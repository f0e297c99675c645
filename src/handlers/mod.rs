pub mod admin;
pub mod auth;
pub mod bookings;

use std::sync::Arc;

use axum::response::Redirect;
use axum::routing::{delete, get, post};
use axum::{Json, Router};
use tower_http::trace::TraceLayer;

use crate::state::AppState;

pub async fn health() -> Json<serde_json::Value> {
    Json(serde_json::json!({"status": "ok"}))
}

pub fn router(state: Arc<AppState>) -> Router {
    Router::new()
        .route("/health", get(health))
        .route("/", get(|| async { Redirect::to("/book") }))
        .route("/book", get(bookings::book_page))
        .route("/api/bookings", post(bookings::create_booking))
        .route("/api/bookings/:id", get(bookings::get_booking))
        .route("/admin/login", get(auth::login_page).post(auth::login))
        .route("/admin/otp", post(auth::request_otp))
        .route("/admin/otp/verify", post(auth::verify_otp))
        .route("/admin/logout", post(auth::logout))
        .route("/admin", get(admin::dashboard))
        .route("/api/admin/bookings", get(admin::list_bookings))
        .route(
            "/api/admin/bookings/:id/confirm",
            post(admin::confirm_booking),
        )
        .route(
            "/api/admin/bookings/:id/reject",
            post(admin::reject_booking),
        )
        .route(
            "/api/admin/bookings/:id/resend",
            post(admin::resend_notifications),
        )
        .route("/api/admin/bookings/:id", delete(admin::delete_booking))
        .route(
            "/api/admin/bookings/:id/receipt",
            get(admin::download_receipt),
        )
        .route("/api/admin/export.csv", get(admin::export_csv))
        .route("/api/admin/reminders/run", post(admin::run_reminders))
        .route("/api/admin/events", get(admin::events_stream))
        .layer(TraceLayer::new_for_http())
        .with_state(state)
}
════════════════════
■ Assignment:
The data must be given again in full, exactly as written.

■ Exercise result:
repository f0e297c99675c645
filename src/handlers/mod.rs
pub mod admin;
pub mod auth;
pub mod bookings;

use std::sync::Arc;

use axum::response::Redirect;
use axum::routing::{delete, get, post};
use axum::{Json, Router};
use tower_http::trace::TraceLayer;

use crate::state::AppState;

pub async fn health() -> Json<serde_json::Value> {
    Json(serde_json::json!({"status": "ok"}))
}

pub fn router(state: Arc<AppState>) -> Router {
    Router::new()
        .route("/health", get(health))
        .route("/", get(|| async { Redirect::to("/book") }))
        .route("/book", get(bookings::book_page))
        .route("/api/bookings", post(bookings::create_booking))
        .route("/api/bookings/:id", get(bookings::get_booking))
        .route("/admin/login", get(auth::login_page).post(auth::login))
        .route("/admin/otp", post(auth::request_otp))
        .route("/admin/otp/verify", post(auth::verify_otp))
        .route("/admin/logout", post(auth::logout))
        .route("/admin", get(admin::dashboard))
        .route("/api/admin/bookings", get(admin::list_bookings))
        .route(
            "/api/admin/bookings/:id/confirm",
            post(admin::confirm_booking),
        )
        .route(
            "/api/admin/bookings/:id/reject",
            post(admin::reject_booking),
        )
        .route(
            "/api/admin/bookings/:id/resend",
            post(admin::resend_notifications),
        )
        .route("/api/admin/bookings/:id", delete(admin::delete_booking))
        .route(
            "/api/admin/bookings/:id/receipt",
            get(admin::download_receipt),
        )
        .route("/api/admin/export.csv", get(admin::export_csv))
        .route("/api/admin/reminders/run", post(admin::run_reminders))
        .route("/api/admin/events", get(admin::events_stream))
        .layer(TraceLayer::new_for_http())
        .with_state(state)
}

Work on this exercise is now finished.